Donde ahí sentada, obediente, somnolienta, se bebía de un largo trago todo el veneno
redentor de un licor de otoño que la iba deshojando poco a poco. Fue tras acabar
ese protocolo frío que tan maleadas muchachas devuelve, y solo al llegar la
noche. Se extinguían sobre los párpados esas chiribitas que espolvorea la luz
de la mesilla al apagarla, cuando entonces, extrañamente, me daba la mano. Y no
perdía ni un segundo. Y no creo que fuera para regalarme el tesoro mejor de su
sueño, que antes de la enfermedad no me la daba. Se aferraba a algo que había perdido.
Quizá, porque valiente le había dado la espalda a una de esas grageas que subía
a descolgarle a su campanario el badajo de la noche, o quizá fuera para atarse al
noray de mi mano, por si en la madrugada le despertaba el sobresalto de un
timbre o de un trueno en el sueño, o tal vez para tomar impulso, prepararse,
que no es lo mismo estar vivo que vivir. Volver a encontrarse con la añorada rutina
de antes de que aquel arquero ciego probara en su inocente carne, su maldita ciega
puntería.
Yo
no sé, pero qué más me daba. Yo tenía una mano con su dorso y su palma y sus
cinco dedos. Un pequeño puente hecho de una urdimbre de falanges con arroyos de
nervios y venas: un injerto de una mano a otra creciendo como una sola.
Y no
me regalaría su joya más preciada, pero mira lo que había ganado: Tenerla, así,
como un sapito que duerme tranquilo, oyéndola pasar de su charca aún tachonada
de alfileres, un croar de vaivén de nana de cuna que busca el sueño.
Pero
desde hace un tiempo ya no me la da. ¿Ya no la necesita?
De
esta enfermedad parece que se sale. Y ella ya navega libre y sola. Pero no es
la misma de antes.

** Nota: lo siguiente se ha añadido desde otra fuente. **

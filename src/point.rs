//! Grid points, their integral results, and generations.

use core::fmt;

#[cfg(feature = "serde")]
use serde::{Deserialize, Serialize};

use crate::types::IntegralStatus;

/// Unique identifier of an intrinsic point within one run.
#[derive(Clone, Copy, Debug, PartialEq, Eq, PartialOrd, Ord, Hash)]
#[cfg_attr(feature = "serde", derive(Serialize, Deserialize))]
#[cfg_attr(feature = "serde", serde(transparent))]
pub struct PointId(pub u64);

impl fmt::Display for PointId {
    fn fmt(&self, f: &mut fmt::Formatter<'_>) -> fmt::Result {
        write!(f, "#{}", self.0)
    }
}

/// One point of the intrinsic grid.
///
/// Points are immutable once created: the store owns them and the
/// scheduler and integrator only ever read them.
#[derive(Clone, Debug, PartialEq)]
#[cfg_attr(feature = "serde", derive(Serialize, Deserialize))]
pub struct IntrinsicPoint {
    /// The unique identifier for this point.
    pub id: PointId,
    /// Intrinsic parameter values, in the order of the run's
    /// [`IntrinsicSpace`](crate::space::IntrinsicSpace).
    pub params: Vec<f64>,
    /// Index of the generation that produced this point.
    pub generation: u32,
    /// The point this one was jittered from, if any.
    pub parent: Option<PointId>,
}

impl IntrinsicPoint {
    /// Creates a new point.
    #[must_use]
    pub fn new(id: PointId, params: Vec<f64>, generation: u32, parent: Option<PointId>) -> Self {
        Self {
            id,
            params,
            generation,
            parent,
        }
    }
}

/// The evidence integral of one intrinsic point.
///
/// Invariants: `effective_samples <= samples_drawn`, `relative_error >= 0`,
/// and `status == Converged` only if `relative_error` met the tolerance the
/// integrator was configured with.
#[derive(Clone, Debug, PartialEq)]
#[cfg_attr(feature = "serde", derive(Serialize, Deserialize))]
pub struct IntegralResult {
    /// Outcome of the integration.
    pub status: IntegralStatus,
    /// Natural log of the marginal likelihood estimate. Negative infinity
    /// when no sample carried weight.
    #[cfg_attr(feature = "serde", serde(with = "lenient_f64"))]
    pub log_evidence: f64,
    /// Relative standard error of the (linear) evidence estimate. Infinite
    /// when fewer than one nonzero weight was seen.
    #[cfg_attr(feature = "serde", serde(with = "lenient_f64"))]
    pub relative_error: f64,
    /// Kish effective sample size of the importance weights.
    pub effective_samples: f64,
    /// Total extrinsic samples drawn, including zero-weight ones.
    pub samples_drawn: u64,
    /// Samples that carried a positive, finite weight.
    pub nonzero_samples: u64,
    /// Number of batches drawn.
    pub batches: u32,
    /// Likelihood values that came back non-finite and were excluded.
    pub nonfinite_count: u64,
    /// Likelihood calls that reported a domain error.
    pub domain_error_count: u64,
    /// Free-form note for failed or degraded results.
    #[cfg_attr(feature = "serde", serde(default))]
    pub message: Option<String>,
}

impl IntegralResult {
    /// A placeholder result for a point that has not been integrated.
    #[must_use]
    pub fn pending() -> Self {
        Self {
            status: IntegralStatus::Pending,
            log_evidence: f64::NEG_INFINITY,
            relative_error: f64::INFINITY,
            effective_samples: 0.0,
            samples_drawn: 0,
            nonzero_samples: 0,
            batches: 0,
            nonfinite_count: 0,
            domain_error_count: 0,
            message: None,
        }
    }

    /// Standard error of `log_evidence` (first-order, equal to the
    /// relative error of the linear estimate).
    #[must_use]
    pub fn log_evidence_error(&self) -> f64 {
        self.relative_error
    }
}

/// A point together with its (possibly pending) result. This is the unit
/// the store keeps and the journal persists.
#[derive(Clone, Debug, PartialEq)]
#[cfg_attr(feature = "serde", derive(Serialize, Deserialize))]
pub struct GridRecord {
    /// The grid point.
    pub point: IntrinsicPoint,
    /// Its integral result.
    pub result: IntegralResult,
}

impl GridRecord {
    /// Creates a record with a pending result.
    #[must_use]
    pub fn pending(point: IntrinsicPoint) -> Self {
        Self {
            point,
            result: IntegralResult::pending(),
        }
    }

    /// Shorthand for `self.result.status`.
    #[must_use]
    pub fn status(&self) -> IntegralStatus {
        self.result.status
    }
}

/// The points emitted together by one scheduler step.
#[derive(Clone, Debug, PartialEq)]
pub struct Generation {
    /// Generation index (0 for the initial design).
    pub index: u32,
    /// The new points, already inserted in the store.
    pub points: Vec<IntrinsicPoint>,
    /// How many points were asked for.
    pub requested: usize,
}

impl Generation {
    /// Returns `true` if deduplication or bounds rejection left the
    /// generation smaller than requested.
    #[must_use]
    pub fn is_shrunk(&self) -> bool {
        self.points.len() < self.requested
    }

    /// Number of points in the generation.
    #[must_use]
    pub fn len(&self) -> usize {
        self.points.len()
    }

    /// Returns `true` if the generation has no points.
    #[must_use]
    pub fn is_empty(&self) -> bool {
        self.points.is_empty()
    }
}

/// Serde adapter writing non-finite floats as strings, since JSON has no
/// representation for infinities or NaN.
#[cfg(feature = "serde")]
mod lenient_f64 {
    use serde::{Deserialize, Deserializer, Serializer};

    #[derive(Deserialize)]
    #[serde(untagged)]
    enum Repr {
        Num(f64),
        Text(String),
    }

    #[allow(clippy::trivially_copy_pass_by_ref)]
    pub(super) fn serialize<S: Serializer>(value: &f64, serializer: S) -> Result<S::Ok, S::Error> {
        if value.is_finite() {
            serializer.serialize_f64(*value)
        } else if value.is_nan() {
            serializer.serialize_str("nan")
        } else if value.is_sign_positive() {
            serializer.serialize_str("inf")
        } else {
            serializer.serialize_str("-inf")
        }
    }

    pub(super) fn deserialize<'de, D: Deserializer<'de>>(deserializer: D) -> Result<f64, D::Error> {
        match Repr::deserialize(deserializer)? {
            Repr::Num(v) => Ok(v),
            Repr::Text(s) => match s.as_str() {
                "inf" => Ok(f64::INFINITY),
                "-inf" => Ok(f64::NEG_INFINITY),
                "nan" => Ok(f64::NAN),
                other => Err(serde::de::Error::custom(format!(
                    "expected a number, \"inf\", \"-inf\" or \"nan\", got \"{other}\""
                ))),
            },
        }
    }
}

Quizá vive sabiendo que nadie le dirá que ya está curada del
todo. Nadie que fue un mal sueño, como si anduviera por ahí en su establo,
agazapado, el hijo del mismo sicario de antes: el único que hereda el camino de
regreso.
No,
no es la misma. ¿Pero qué piel vapuleada vuelve a tender al sol del mediodía su
vestido de novia? ¿En qué cuneta del largo dolor desentierra uno esa pieza que
le falta al rompecabezas del deseo?
Sí. Ya
no me da la mano. Ya no la tengo. Pero, ¿y si soy yo mañana el que, a la noche,
desesperadamente busca la suya? ¿Estará ahí? ¿La tendré? ¿Y qué croar de nana
de cuna de mimbre llevará la corriente de mi sangre?
Dicen
que nacemos y morimos solos. Pero a partir de cierta edad… ¿Qué mano nos espera?
¿Tendremos rauda alguna? ¿Quién se quedará primero huérfano de ese cálido
sapito entre las manos? ¿En qué lado de la cama dormirá para siempre el vértigo?